Unveiling the plastic degrading potential of the beneficial microbiome through plastisphere community diversity and predictive functionality analysis in waste disposal sites in the adjoining areas of Kolkata, West Bengal, India

Abstract

Plastic waste has become a significant global ecological concern due to its substantial harmful impacts. They are eventually colonized and transformed by diverse microbial communities known as the ‘‘plastisphere”. Only a limited group of microbes have been identified so far due to the prevalence of non-culturable strains that inhabit polymer substrates. We investigated the community diversity and predictive functionality of the plastisphere microbiota using a high-throughput next-generation sequencing (NGS) approach to unveil their plastic degrading potential. Samples were collected from four different plastic-enriched disposal sites adjacent to Kolkata, West Bengal, India, followed by processing, gDNA extraction, library preparation, and sequencing. The most prevalent phyla were Proteobacteria, followed by Bacteroidetes, Actinobacteria, Cyanobacteria, Firmicutes, and Verrucomicrobia. The functional profiling revealed that genes associated with metabolism, cellular processes, and signalling were most prevalent, followed by poorly characterized information storage and processing. In this study, we predicted the existence of a beneficial microbiome associated with bioremediation and plastic degradation, which suggests the potential utilization of plastics as primary carbon sources. Our findings also highlighted the existence of promising microbial enzymes associated with the biodegradation of several plastic substrates.

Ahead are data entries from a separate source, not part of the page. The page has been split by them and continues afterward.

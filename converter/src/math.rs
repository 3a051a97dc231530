//! Math type aliases and helper functions.
//!
//! All conversion math runs in `f32` on nalgebra types. Source documents store
//! matrices row-major; nalgebra matrices are column-major in memory, so every
//! conversion between flat arrays and [`Mat4`] goes through the helpers here.

pub use nalgebra;

/// 3D vector (f32).
pub type Vec3 = nalgebra::Vector3<f32>;

/// 3x3 matrix (f32).
pub type Mat3 = nalgebra::Matrix3<f32>;

/// 4x4 matrix (f32).
pub type Mat4 = nalgebra::Matrix4<f32>;

/// Quaternion (f32). Exported as `[x, y, z, w]`, constructed with
/// `Quaternion::new(w, x, y, z)`.
pub type Quat = nalgebra::Quaternion<f32>;

/// Recompose a pose matrix: `T * R * S`.
pub fn mat4_from_scale_rotation_translation(
    scale: Vec3,
    rotation: Quat,
    translation: Vec3,
) -> Mat4 {
    let rotation = nalgebra::UnitQuaternion::new_normalize(rotation);
    Mat4::new_translation(&translation)
        * rotation.to_homogeneous()
        * Mat4::new_nonuniform_scaling(&scale)
}

/// Build a 4x4 matrix from 16 row-major values (source document convention).
///
/// Returns identity if fewer than 16 values are available.
pub fn mat4_from_row_major(values: &[f32]) -> Mat4 {
    if values.len() < 16 {
        return Mat4::identity();
    }
    Mat4::from_row_slice(&values[..16])
}

/// Flatten a matrix into 16 column-major values.
pub fn mat4_to_col_major(m: &Mat4) -> [f32; 16] {
    let mut out = [0.0f32; 16];
    out.copy_from_slice(m.as_slice());
    out
}

/// Rotation matrix around an arbitrary axis, angle in degrees.
///
/// A zero-length axis yields identity.
pub fn mat4_from_axis_angle_degrees(axis: Vec3, angle_degrees: f32) -> Mat4 {
    let norm = axis.norm();
    if norm < 1e-12 || angle_degrees == 0.0 {
        return Mat4::identity();
    }
    let unit = nalgebra::Unit::new_unchecked(axis / norm);
    nalgebra::Rotation3::from_axis_angle(&unit, angle_degrees.to_radians()).to_homogeneous()
}

/// Inverse of a matrix, identity if singular.
pub fn mat4_inverse_or_identity(m: &Mat4) -> Mat4 {
    m.try_inverse().unwrap_or_else(|| {
        log::warn!("Singular matrix inverted, using identity");
        Mat4::identity()
    })
}

/// Normal transform for an affine matrix: the inverse-transpose of its upper 3x3.
///
/// Computed from the adjugate so that singular matrices still produce a
/// (degenerate but finite) result; normals are renormalized by the caller.
pub fn normal_matrix(m: &Mat4) -> Mat3 {
    let a: Mat3 = m.fixed_view::<3, 3>(0, 0).into_owned();
    let c0 = a.column(1).cross(&a.column(2));
    let c1 = a.column(2).cross(&a.column(0));
    let c2 = a.column(0).cross(&a.column(1));
    // Cofactor matrix == transpose(adjugate) == det * inverse-transpose.
    let cof = Mat3::from_columns(&[c0, c1, c2]);
    let det = a.determinant();
    if det.abs() > 1e-20 {
        cof / det
    } else {
        cof
    }
}

/// Transform a point (w = 1) by an affine matrix.
pub fn transform_point(m: &Mat4, p: Vec3) -> Vec3 {
    m.transform_point(&nalgebra::Point3::from(p)).coords
}

/// Component-wise comparison with an absolute tolerance.
pub fn mat4_approx_eq(a: &Mat4, b: &Mat4, epsilon: f32) -> bool {
    a.iter().zip(b.iter()).all(|(x, y)| (x - y).abs() <= epsilon)
}

/// `[x, y, z, w]` components, the order every exporter writes.
pub fn quat_to_array(q: Quat) -> [f32; 4] {
    let c = q.coords;
    [c.x, c.y, c.z, c.w]
}

/// Rotate `v` by a unit quaternion.
pub fn quat_rotate_vec3(q: Quat, v: Vec3) -> Vec3 {
    nalgebra::UnitQuaternion::new_unchecked(q).transform_vector(&v)
}

/// Rotation angle (radians, in `[0, pi]`) of a unit quaternion.
pub fn quat_angle(q: Quat) -> f32 {
    let w = q.coords.w.abs().min(1.0);
    2.0 * w.acos()
}

/// Decompose a 4x4 affine matrix into (scale, rotation, translation).
///
/// Translation comes from the last column and scale from the lengths of the
/// three basis columns. Scale is divided out before the rotation is converted
/// to a quaternion. A mirrored basis (negative determinant) is expressed as a
/// negative X scale so that recomposition reproduces the source matrix.
pub fn to_scale_rotation_translation(m: &Mat4) -> (Vec3, Quat, Vec3) {
    let translation = Vec3::new(m[(0, 3)], m[(1, 3)], m[(2, 3)]);
    let mut col0 = Vec3::new(m[(0, 0)], m[(1, 0)], m[(2, 0)]);
    let col1 = Vec3::new(m[(0, 1)], m[(1, 1)], m[(2, 1)]);
    let col2 = Vec3::new(m[(0, 2)], m[(1, 2)], m[(2, 2)]);
    let mut sx = col0.norm();
    let sy = col1.norm();
    let sz = col2.norm();

    if col0.dot(&col1.cross(&col2)) < 0.0 {
        sx = -sx;
        col0 = -col0;
    }

    let safe = |v: Vec3, s: f32| if s.abs() > 1e-12 { v / s.abs() } else { v };
    let rot_mat = Mat3::from_columns(&[safe(col0, sx), safe(col1, sy), safe(col2, sz)]);
    let rotation = nalgebra::UnitQuaternion::from_rotation_matrix(
        &nalgebra::Rotation3::from_matrix_unchecked(rot_mat),
    )
    .into_inner();
    let norm = rotation.norm();
    let rotation = if norm > 1e-12 {
        rotation / norm
    } else {
        Quat::identity()
    };
    (Vec3::new(sx, sy, sz), rotation, translation)
}
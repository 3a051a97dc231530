//! Binary chunk stream.
//!
//! Every exported numeric array is appended to one shared byte buffer and
//! described by a [`DataChunk`]. Values are little-endian and chunks are
//! concatenated in registration order without padding.

use serde::Serialize;

/// Element type of a [`DataChunk`].
#[derive(Debug, Clone, Copy, PartialEq, Eq, Hash, Serialize)]
#[serde(rename_all = "lowercase")]
pub enum DataType {
    Float,
    Double,
    Uint8,
    Int8,
    Uint16,
    Int16,
    Uint32,
    Int32,
}

impl DataType {
    /// Size of one element in bytes.
    pub fn size(self) -> usize {
        match self {
            DataType::Uint8 | DataType::Int8 => 1,
            DataType::Uint16 | DataType::Int16 => 2,
            DataType::Float | DataType::Uint32 | DataType::Int32 => 4,
            DataType::Double => 8,
        }
    }
}

/// Scalar types that can be written to the chunk stream.
pub trait ChunkElement: bytemuck::Pod {
    const TYPE: DataType;
}

macro_rules! chunk_element {
    ($($ty:ty => $variant:ident),* $(,)?) => {
        $(impl ChunkElement for $ty {
            const TYPE: DataType = DataType::$variant;
        })*
    };
}

chunk_element! {
    f32 => Float,
    f64 => Double,
    u8 => Uint8,
    i8 => Int8,
    u16 => Uint16,
    i16 => Int16,
    u32 => Uint32,
    i32 => Int32,
}

/// Reference to one array inside the shared byte buffer.
#[derive(Debug, Clone, Copy, PartialEq, Eq, Serialize)]
pub struct DataChunk {
    #[serde(rename = "type")]
    pub data_type: DataType,
    pub byte_offset: usize,
    /// Elements per record.
    pub stride: usize,
    /// Number of records.
    pub count: usize,
}

impl DataChunk {
    pub fn byte_len(&self) -> usize {
        self.stride * self.count * self.data_type.size()
    }

    /// Read the chunk back from `data`.
    ///
    /// Returns `None` if `T` does not match the chunk type or the chunk lies
    /// outside `data`.
    pub fn decode<T: ChunkElement>(&self, data: &[u8]) -> Option<Vec<T>> {
        if T::TYPE != self.data_type {
            return None;
        }
        let bytes = data.get(self.byte_offset..self.byte_offset + self.byte_len())?;
        let size = self.data_type.size();
        Some(
            bytes
                .chunks_exact(size)
                .map(|element| {
                    if cfg!(target_endian = "little") {
                        bytemuck::pod_read_unaligned(element)
                    } else {
                        let swapped: Vec<u8> = element.iter().rev().copied().collect();
                        bytemuck::pod_read_unaligned(&swapped)
                    }
                })
                .collect(),
        )
    }
}

/// Accumulates chunks into one byte buffer.
#[derive(Debug, Default)]
pub struct DataChunkBuilder {
    data: Vec<u8>,
}

impl DataChunkBuilder {
    pub fn new() -> Self {
        Self::default()
    }

    /// Bytes written so far.
    pub fn len(&self) -> usize {
        self.data.len()
    }

    pub fn is_empty(&self) -> bool {
        self.data.is_empty()
    }

    /// Append `values` as records of `stride` elements.
    ///
    /// A trailing partial record is written but not counted.
    pub fn push<T: ChunkElement>(&mut self, values: &[T], stride: usize) -> DataChunk {
        let stride = stride.max(1);
        if values.len() % stride != 0 {
            log::warn!(
                "Chunk of {} elements is not a multiple of stride {}",
                values.len(),
                stride
            );
        }
        let chunk = DataChunk {
            data_type: T::TYPE,
            byte_offset: self.data.len(),
            stride,
            count: values.len() / stride,
        };
        let bytes: &[u8] = bytemuck::cast_slice(values);
        if cfg!(target_endian = "little") {
            self.data.extend_from_slice(bytes);
        } else {
            for element in bytes.chunks_exact(std::mem::size_of::<T>()) {
                self.data.extend(element.iter().rev());
            }
        }
        chunk
    }

    /// Append `values` rounded to `decimals` places.
    pub fn push_rounded(&mut self, values: &[f32], stride: usize, decimals: u32) -> DataChunk {
        let rounded = super::round_slice(values, decimals);
        self.push(&rounded, stride)
    }

    pub fn finish(self) -> Vec<u8> {
        self.data
    }
}

#[cfg(test)]
mod tests {
    use super::*;

    #[test]
    fn chunks_are_concatenated_without_padding() {
        let mut builder = DataChunkBuilder::new();
        let a = builder.push(&[1u8, 2, 3], 1);
        let b = builder.push(&[1.5f32, -2.0], 2);
        let c = builder.push(&[7u16, 8, 9, 10], 2);

        assert_eq!(a.byte_offset, 0);
        assert_eq!(a.count, 3);
        assert_eq!(b.byte_offset, 3);
        assert_eq!(b.count, 1);
        assert_eq!(c.byte_offset, 11);
        assert_eq!(c.count, 2);

        let data = builder.finish();
        assert_eq!(data.len(), 19);
        assert_eq!(&data[3..7], &1.5f32.to_le_bytes());
        assert_eq!(&data[11..13], &7u16.to_le_bytes());
        assert_eq!(b.decode::<f32>(&data), Some(vec![1.5, -2.0]));
        assert_eq!(c.decode::<u16>(&data), Some(vec![7, 8, 9, 10]));
    }

    #[test]
    fn decode_rejects_mismatched_type() {
        let mut builder = DataChunkBuilder::new();
        let chunk = builder.push(&[1u32, 2], 1);
        let data = builder.finish();
        assert!(chunk.decode::<f32>(&data).is_none());
        assert!(chunk.decode::<u32>(&data[..4]).is_none());
    }

    #[test]
    fn chunk_serializes_type_tag() {
        let chunk = DataChunk {
            data_type: DataType::Uint16,
            byte_offset: 8,
            stride: 3,
            count: 4,
        };
        let json = serde_json::to_value(chunk).unwrap();
        assert_eq!(json["type"], "uint16");
        assert_eq!(json["byte_offset"], 8);
        assert_eq!(json["stride"], 3);
        assert_eq!(json["count"], 4);
    }
}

Furthermore, our research unveiled the enriched distribution of beneficial microbiome in the studied metagenome, which offers a diverse prospect. This investigation establishes a connection between the structure of microbial communities and diverse genes actively engaged in the biodegradation of plastic waste within plastic disposal sites. These beneficial degraders can be investigated further for broad-spectrum applications in plastic bioremediation. Subsequent explorations of their plastic degrading enzymes will provide profound contributions to plastic pollution mitigation.